Terror attack in northwest Nigerian village kills at least 32


In the borderlands of northwest Nigeria, where the writ of the state has long since frayed, another atrocity unfolded with grim predictability. Armed men on motorbikes descended upon three villages in the Borgu Local Government Area of Niger State, close to the frontier with Benin Republic. They killed at least thirty-two people, set houses and shops ablaze, and abducted an unknown number more. These raids form part of a relentless surge in violence across northern Nigeria, where so-called "bandits" have inflicted mass murder, ransom kidnappings, and the wholesale displacement of communities.

Were these terrorists jihadis? You make the call, because I don't know.

The Nigerian government finds itself under ever-increasing pressure to restore some semblance of order, yet the pattern persists: swift, savage incursions followed by retreat into the bush, leaving the survivors to count their dead and dread the next assault.

Wasiu Abiodun, the Niger State police spokesperson, confirmed the initial strike on Tunga-Makeri. "Suspected bandits invaded Tunga-Makeri village … six persons lost their lives, some houses were also set ablaze, and a yet-to-be ascertained number of persons were abducted," Abiodun said. He noted that the assailants then proceeded to Konkoso village, though further details remained sketchy.

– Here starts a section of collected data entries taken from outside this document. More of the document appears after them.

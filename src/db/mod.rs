pub mod models;

use sqlx::{postgres::PgPoolOptions, PgPool};
use std::sync::Arc;
use tokio::sync::OnceCell;

static DB_POOL: OnceCell<Arc<PgPool>> = OnceCell::const_new();

#[derive(Debug, Clone)]
pub struct DbConfig {
    pub url: String,
    pub max_connections: u32,
    pub min_connections: u32,
    pub connect_timeout_secs: u64,
    pub idle_timeout_secs: u64,
}

impl Default for DbConfig {
    fn default() -> Self {
        Self {
            url: std::env::var("DATABASE_URL")
                .unwrap_or_else(|_| "postgresql://localhost/bloggen".to_string()),
            max_connections: std::env::var("DB_POOL_MAX")
                .ok()
                .and_then(|s| s.parse().ok())
                .unwrap_or(10),
            min_connections: std::env::var("DB_POOL_MIN")
                .ok()
                .and_then(|s| s.parse().ok())
                .unwrap_or(2),
            connect_timeout_secs: std::env::var("DB_CONNECT_TIMEOUT")
                .ok()
                .and_then(|s| s.parse().ok())
                .unwrap_or(10),
            idle_timeout_secs: std::env::var("DB_IDLE_TIMEOUT")
                .ok()
                .and_then(|s| s.parse().ok())
                .unwrap_or(300),
        }
    }
}

pub async fn init_pool(config: Option<DbConfig>) -> Result<Arc<PgPool>, sqlx::Error> {
    let config = config.unwrap_or_default();

    tracing::info!("Initializing database connection pool...");

    let pool = PgPoolOptions::new()
        .max_connections(config.max_connections)
        .min_connections(config.min_connections)
        .acquire_timeout(std::time::Duration::from_secs(config.connect_timeout_secs))
        .idle_timeout(std::time::Duration::from_secs(config.idle_timeout_secs))
        .max_lifetime(std::time::Duration::from_secs(1800))
        .test_before_acquire(true)
        .connect(&config.url)
        .await?;

    sqlx::query("SELECT 1").fetch_one(&pool).await?;

    tracing::info!("Database connection pool initialized successfully");

    let pool = Arc::new(pool);
    let _ = DB_POOL.set(pool.clone());

    Ok(pool)
}

pub fn get_pool() -> Option<Arc<PgPool>> {
    DB_POOL.get().cloned()
}

pub async fn health_check() -> Result<std::time::Duration, sqlx::Error> {
    let pool = get_pool()
        .ok_or_else(|| sqlx::Error::Configuration("Database pool not initialized".into()))?;

    let start = std::time::Instant::now();
    sqlx::query("SELECT 1").fetch_one(pool.as_ref()).await?;

    Ok(start.elapsed())
}

// One SQL command per entry: queries go through the prepared-statement
// path, and Postgres rejects multiple commands in a prepared statement.
const MIGRATIONS: &[&str] = &[
    r#"
    CREATE TABLE IF NOT EXISTS users (
        id UUID PRIMARY KEY DEFAULT gen_random_uuid(),
        username TEXT UNIQUE NOT NULL,
        email TEXT UNIQUE NOT NULL,
        password_hash TEXT NOT NULL,
        created_at TIMESTAMPTZ NOT NULL DEFAULT now()
    )
    "#,
    "CREATE INDEX IF NOT EXISTS idx_users_username ON users(username)",
    "CREATE INDEX IF NOT EXISTS idx_users_email ON users(email)",
    r#"
    CREATE TABLE IF NOT EXISTS refresh_tokens (
        id UUID PRIMARY KEY DEFAULT gen_random_uuid(),
        user_id UUID NOT NULL REFERENCES users(id) ON DELETE CASCADE,
        token_hash TEXT NOT NULL UNIQUE,
        expires_at TIMESTAMPTZ NOT NULL,
        revoked BOOLEAN NOT NULL DEFAULT false,
        created_at TIMESTAMPTZ NOT NULL DEFAULT now()
    )
    "#,
    "CREATE INDEX IF NOT EXISTS idx_refresh_tokens_token_hash ON refresh_tokens(token_hash)",
    "CREATE INDEX IF NOT EXISTS idx_refresh_tokens_user_id ON refresh_tokens(user_id)",
    "CREATE INDEX IF NOT EXISTS idx_refresh_tokens_expires_at ON refresh_tokens(expires_at)",
    r#"
    CREATE TABLE IF NOT EXISTS blog_posts (
        id UUID PRIMARY KEY DEFAULT gen_random_uuid(),
        author_id UUID NOT NULL REFERENCES users(id) ON DELETE CASCADE,
        title TEXT NOT NULL,
        content TEXT NOT NULL,
        created_at TIMESTAMPTZ NOT NULL DEFAULT now()
    )
    "#,
    "CREATE INDEX IF NOT EXISTS idx_blog_posts_author_id ON blog_posts(author_id)",
    "CREATE INDEX IF NOT EXISTS idx_blog_posts_created_at ON blog_posts(created_at DESC)",
];

pub async fn run_migrations(pool: &PgPool) -> Result<(), sqlx::Error> {
    tracing::info!("Running database migrations...");

    for statement in MIGRATIONS {
        sqlx::query(statement).execute(pool).await?;
    }

    tracing::info!("Database migrations completed successfully");

    Ok(())
}

#[cfg(test)]
mod tests {
    use super::*;

    #[test]
    fn test_db_config_default_uses_env_or_fallback() {
        let config = DbConfig::default();
        assert!(config.max_connections >= 1);
        assert!(config.connect_timeout_secs >= 1);
        assert!(config.idle_timeout_secs >= 1);
        assert!(!config.url.is_empty());
    }

    #[test]
    fn test_get_pool_none_before_init() {
        let pool = get_pool();
        assert!(pool.is_none());
    }

    #[tokio::test]
    async fn test_health_check_fails_without_pool() {
        let result = health_check().await;
        assert!(result.is_err());
    }

    #[test]
    fn test_each_migration_is_a_single_command() {
        // Postgres refuses to prepare a statement containing more than one
        // command, so a stray semicolon would abort the whole migration run.
        for statement in MIGRATIONS {
            assert!(
                !statement.contains(';'),
                "migration contains multiple commands: {}",
                statement
            );
        }
    }

    #[test]
    fn test_migrations_cover_all_tables() {
        let all = MIGRATIONS.join("\n");
        for table in ["users", "refresh_tokens", "blog_posts"] {
            assert!(all.contains(&format!("CREATE TABLE IF NOT EXISTS {}", table)));
        }
    }
}
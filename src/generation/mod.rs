/*!
 * Generation Module
 * Text-generation backends behind a common trait, tried in order with
 * fallback. The service is constructed once at startup and injected into the
 * router as shared state.
 */
pub mod local;
pub mod remote;

use async_trait::async_trait;
use std::time::Duration;
use thiserror::Error;
use tokio::sync::Mutex;

pub use local::LocalModelBackend;
pub use remote::HostedApiBackend;

/// Default per-attempt timeout for a single backend invocation.
const DEFAULT_TIMEOUT_SECS: u64 = 120;

/// Errors from the generation backends
#[derive(Debug, Error)]
pub enum GenerateError {
    #[error("model unavailable: {0}")]
    ModelUnavailable(String),

    #[error("generation request failed: {0}")]
    Request(#[from] reqwest::Error),

    #[error("generation backend returned status {0}")]
    BadStatus(u16),

    #[error("generation backend returned a malformed response")]
    MalformedResponse,

    #[error("generation backend returned empty output")]
    Empty,

    #[error("generation timed out after {0:?}")]
    Timeout(Duration),

    #[error("no generation backends configured")]
    NoBackends,
}

/// Parameters for one blog draft request. The word count is carried in the
/// prompt as a hint; backends cap output length independently, so it is
/// advisory rather than a guarantee.
#[derive(Debug, Clone)]
pub struct BlogPrompt {
    pub title: String,
    pub audience: String,
    pub word_count: u32,
}

impl BlogPrompt {
    pub fn render(&self) -> String {
        format!(
            "Write a {}-word blog for {} about {}.",
            self.word_count, self.audience, self.title
        )
    }
}

/// A text-generation capability (local model server, hosted API, ...)
#[async_trait]
pub trait TextGenerator: Send + Sync {
    /// Short name for logging
    fn name(&self) -> &str;

    /// Produce text for the given prompt
    async fn generate(&self, prompt: &str) -> Result<String, GenerateError>;
}

/// Ordered chain of generation backends.
///
/// Backends are tried in order; the first success wins and exhaustion yields
/// the last error. Invocations are serialized behind a mutex because the
/// primary capability is not assumed safe for concurrent use, and each
/// attempt runs under a timeout so a wedged backend cannot hang the caller.
pub struct GenerationService {
    backends: Vec<Box<dyn TextGenerator>>,
    invoke_lock: Mutex<()>,
    timeout: Duration,
}

impl GenerationService {
    pub fn new(backends: Vec<Box<dyn TextGenerator>>, timeout: Duration) -> Self {
        Self {
            backends,
            invoke_lock: Mutex::new(()),
            timeout,
        }
    }

    /// Build the backend chain from environment configuration: the local
    /// model server is always first; the hosted API is appended as a
    /// fallback only when an API key is configured.
    pub fn from_env() -> Self {
        let mut backends: Vec<Box<dyn TextGenerator>> = vec![Box::new(LocalModelBackend::from_env())];

        if let Some(hosted) = HostedApiBackend::from_env() {
            backends.push(Box::new(hosted));
        }

        let timeout = std::env::var("GENERATION_TIMEOUT_SECS")
            .ok()
            .and_then(|s| s.parse().ok())
            .unwrap_or(DEFAULT_TIMEOUT_SECS);

        Self::new(backends, Duration::from_secs(timeout))
    }

    pub fn backend_names(&self) -> Vec<&str> {
        self.backends.iter().map(|b| b.name()).collect()
    }

    /// Generate a blog draft, falling back through the configured backends.
    pub async fn generate(&self, prompt: &BlogPrompt) -> Result<String, GenerateError> {
        if self.backends.is_empty() {
            return Err(GenerateError::NoBackends);
        }

        let rendered = prompt.render();

        // One invocation at a time across the whole process
        let _guard = self.invoke_lock.lock().await;

        let mut last_error = GenerateError::NoBackends;
        for backend in &self.backends {
            tracing::debug!(backend = backend.name(), "invoking generation backend");

            let attempt = tokio::time::timeout(self.timeout, backend.generate(&rendered)).await;
            let result = match attempt {
                Ok(r) => r,
                Err(_) => Err(GenerateError::Timeout(self.timeout)),
            };

            match result {
                Ok(text) if !text.trim().is_empty() => {
                    tracing::info!(
                        backend = backend.name(),
                        chars = text.len(),
                        "generation succeeded"
                    );
                    return Ok(text);
                }
                Ok(_) => {
                    tracing::warn!(backend = backend.name(), "backend returned empty output");
                    last_error = GenerateError::Empty;
                }
                Err(e) => {
                    tracing::warn!(backend = backend.name(), error = %e, "backend failed");
                    last_error = e;
                }
            }
        }

        Err(last_error)
    }
}
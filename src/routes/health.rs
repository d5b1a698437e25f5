/**
 * Health Routes
 * Endpoints for checking backend health status
 */
use axum::{http::StatusCode, response::IntoResponse, Json};
use chrono::{DateTime, Utc};
use serde::{Deserialize, Serialize};
use std::time::Instant;

// Track server start time for uptime calculation
lazy_static::lazy_static! {
    static ref SERVER_START: Instant = Instant::now();
}

/// Initialize the server start time
pub fn init_start_time() {
    lazy_static::initialize(&SERVER_START);
}

/// Single service check result
#[derive(Debug, Serialize, Deserialize)]
pub struct ServiceCheck {
    pub status: String,
    #[serde(skip_serializing_if = "Option::is_none")]
    pub response_time: Option<u64>,
    #[serde(skip_serializing_if = "Option::is_none")]
    pub error: Option<String>,
}

/// Detailed health check response
#[derive(Debug, Serialize, Deserialize)]
pub struct DetailedHealthResponse {
    pub status: String,
    pub timestamp: DateTime<Utc>,
    #[serde(skip_serializing_if = "Option::is_none")]
    pub uptime: Option<u64>,
    pub checks: HealthChecks,
}

/// Health checks for backing services
#[derive(Debug, Serialize, Deserialize)]
pub struct HealthChecks {
    pub database: ServiceCheck,
}

/// Ready check response
#[derive(Debug, Serialize, Deserialize)]
pub struct ReadyResponse {
    pub status: String,
    pub timestamp: DateTime<Utc>,
    #[serde(skip_serializing_if = "Option::is_none")]
    pub uptime: Option<u64>,
    #[serde(skip_serializing_if = "Option::is_none")]
    pub reason: Option<String>,
}

/// Simple health response
#[derive(Debug, Serialize, Deserialize)]
pub struct SimpleHealthResponse {
    pub status: String,
}

async fn database_check() -> ServiceCheck {
    match crate::db::health_check().await {
        Ok(duration) => ServiceCheck {
            status: "healthy".to_string(),
            response_time: Some(duration.as_millis() as u64),
            error: None,
        },
        Err(e) => ServiceCheck {
            status: "unhealthy".to_string(),
            response_time: None,
            error: Some(e.to_string()),
        },
    }
}

/// GET /health - Simple health ping
pub async fn health_ping() -> impl IntoResponse {
    Json(SimpleHealthResponse {
        status: "ok".to_string(),
    })
}

/// GET /health/detailed - Detailed health with all checks
pub async fn health_detailed() -> impl IntoResponse {
    let uptime = SERVER_START.elapsed().as_secs();

    let database = database_check().await;

    // Overall status stays "ok" while the database is optional at runtime;
    // generation and auth report their own failures per request.
    let response = DetailedHealthResponse {
        status: "ok".to_string(),
        timestamp: Utc::now(),
        uptime: Some(uptime),
        checks: HealthChecks { database },
    };

    (StatusCode::OK, Json(response))
}

/// GET /health/database - Database health check
pub async fn health_database() -> impl IntoResponse {
    (StatusCode::OK, Json(database_check().await))
}

/// GET /health/ready - Readiness check
pub async fn health_ready() -> impl IntoResponse {
    let uptime = SERVER_START.elapsed().as_secs();

    let response = ReadyResponse {
        status: "ready".to_string(),
        timestamp: Utc::now(),
        uptime: Some(uptime),
        reason: None,
    };

    (StatusCode::OK, Json(response))
}

#[cfg(test)]
mod tests {
    use super::*;
    use axum::body::Body;
    use axum::http::Request;
    use axum::routing::get;
    use axum::Router;
    use tower::ServiceExt;

    fn test_router() -> Router {
        Router::new()
            .route("/health", get(health_ping))
            .route("/health/detailed", get(health_detailed))
            .route("/health/database", get(health_database))
            .route("/health/ready", get(health_ready))
    }

    async fn get_json<T: serde::de::DeserializeOwned>(app: Router, uri: &str) -> (StatusCode, T) {
        let req = Request::get(uri).body(Body::empty()).unwrap();
        let res = app.oneshot(req).await.unwrap();
        let status = res.status();
        let body = axum::body::to_bytes(res.into_body(), usize::MAX)
            .await
            .unwrap();
        let value: T = serde_json::from_slice(&body).unwrap();
        (status, value)
    }

    #[tokio::test]
    async fn test_health_ping_returns_ok() {
        init_start_time();
        let (status, body) = get_json::<SimpleHealthResponse>(test_router(), "/health").await;
        assert_eq!(status, StatusCode::OK);
        assert_eq!(body.status, "ok");
    }

    #[tokio::test]
    async fn test_health_database_unhealthy_without_pool() {
        let (status, body) = get_json::<ServiceCheck>(test_router(), "/health/database").await;
        assert_eq!(status, StatusCode::OK);
        assert_eq!(body.status, "unhealthy");
    }

    #[tokio::test]
    async fn test_health_detailed_returns_ok() {
        init_start_time();
        let (status, body) =
            get_json::<DetailedHealthResponse>(test_router(), "/health/detailed").await;
        assert_eq!(status, StatusCode::OK);
        assert_eq!(body.status, "ok");
        assert!(body.uptime.is_some());
    }

    #[tokio::test]
    async fn test_health_ready_returns_ready() {
        init_start_time();
        let (status, body) = get_json::<ReadyResponse>(test_router(), "/health/ready").await;
        assert_eq!(status, StatusCode::OK);
        assert_eq!(body.status, "ready");
    }
}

Jeremiah Timothy, a resident of Konkoso who fled to a neighboring locality, described how the attack on his village commenced in the early hours with sporadic gunfire. "At least 26 people were killed so far in the village after they set the police station ablaze," said Timothy, adding that the attackers entered Konkoso around 6 a.m. (0500 GMT), shooting indiscriminately. Residents reported hearing military jets overhead, a distant reminder of state power that arrived too late to prevent the slaughter.

An anonymous witness spoke of more than two hundred motorbikes sweeping through the area, their riders targeting the villages with ruthless efficiency.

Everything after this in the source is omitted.